Manifestazione per le vittime della strage di El Paso in Texas

Manifestazione per le vittime della strage di El Paso in Texas

globalist 4 agosto 2019
Il problema è sempre esistito. Ma è chiaro che con un miliardario razzista e fomentatore di odio che, a sua volta, è finanziato dalla potentissima lobby delle armi e ha tolto tutti i vincoli, le cose non potevano che peggiorare.
La strage di El Paso, in Texas (e mentre da Dayton, in Ohio, giungono notizie di un'altra sparatoria con 9 morti), ha riaperto immancabilmente il dibattito sulla diffusione delle armi da fuoco negli Stati Uniti. Tra i più scossi per la strage di El Paso Beto O'Rourke, ex sindaco e deputato della città, oggi candidato democratico alla nomination per la Casa Bianca. "Tenete quella merda sui campi di battaglia. Non portatela dentro le nostre comunità", ha detto intervenendo in Nevada ad un dibattito tra candidati.
E' stato lo stesso O'Rourke a dare la notizia in diretta di quanto era accaduto in Texas, alla platea di circa 400 persone, perlopiù sindacalisti, che affollavano l'evento organizzato alla University of Nevada di Las Vegas. Dopo la notizia, O'Rourke ha cancellato gli appuntamenti previsti in Nevada e California e ha fatto ritorno nella sua El Paso. "Sono incredibilmente triste ed è difficile pensare a questa cosa. Ma statene certi. El Paso è il posto più resistente al mondo. Questa comunità saprà riunirsi. Sto tornando lì per stare con la mia famiglia e la mia città", ha detto il candidato democratico.
Anche l'altro texano che fa parte della pattuglia di candidati democratici alla nomination, l'ex sindaco di San Jose Julian Castro è intervenuto sulla strage, chiedendo un maggiore controllo sulla diffusione delle armi. "Il mio cuore oggi è con la gente di El Paso che sta affrontando questa devastante sparatoria di massa - ha scritto su Twitter - l'attacco ci ricorda il fallimento del nostro governo nell'assolvere il suo dovere principale: proteggere vite americane. Serve subito una riforma delle armi".

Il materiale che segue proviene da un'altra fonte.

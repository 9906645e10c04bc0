//! Wiring for the `mxtls` binary: configuration discovery and the two ways
//! of running the prober.

mod config;
pub mod controller;

pub use config::{CONFIG_ENV, Config, ConfigError};
pub use controller::{Mxtls, report};
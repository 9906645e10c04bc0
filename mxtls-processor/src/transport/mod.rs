//! Where pending tests come from and where results go.

mod lines;
mod memory;

use async_trait::async_trait;

pub use lines::{JsonLinesPublisher, JsonLinesSource};
pub use memory::{MemoryPublisher, MemoryQueue};

use crate::{PendingTest, Result, TestRunMessage};

#[async_trait]
pub trait PendingTestSource: Send + Sync {
    /// Up to `max` pending tests. An empty batch means nothing is waiting.
    async fn receive(&self, max: usize) -> Result<Vec<PendingTest>>;

    /// Acknowledges a batch so it is not delivered again.
    async fn delete(&self, batch: &[PendingTest]) -> Result<()>;

    /// True once the source can never produce another batch.
    fn is_exhausted(&self) -> bool {
        false
    }
}

#[async_trait]
pub trait ResultPublisher: Send + Sync {
    async fn publish(&self, message: &TestRunMessage) -> Result<()>;
}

 All'evento in Nevada era presente anche la senatrice della California Kamala Harris. "Dobbiamo concordare sul fatto che questo tipo di violenza da armi non può più essere tollerata", ha detto la candidata democratica alla platea di sindacalisti, accorsi per sentire le proposte degli aspiranti alla nomination su questioni come la contrattazione collettiva e l'assistenza sanitaria. Un programma stravolto dall'irrompere durante il dibattito delle notizie provenienti da El Paso.
Quasi tutti i candidati democratici sono a favore dei cosiddetti 'universal background check', i controlli preventivi sui possibili acquirenti di armi, con l'implementazione di leggi che impongano il sequestro delle armi agli individui a rischio e il ripristino del divieto di vendita per i fucili "da assalto", simile a quello già istituito a livello nazionale tra il 1994 e il 2004. Tutte proposte alle quali il presidente Donald Trump si è opposto, anche se dopo il massacro di Las Vegas del 2017, con 58 morti, la Casa Bianca ha messo al bando i cosiddetti "bump stock", accessori che aumentavano la capacità di fuoco dei fucili semiautomatici.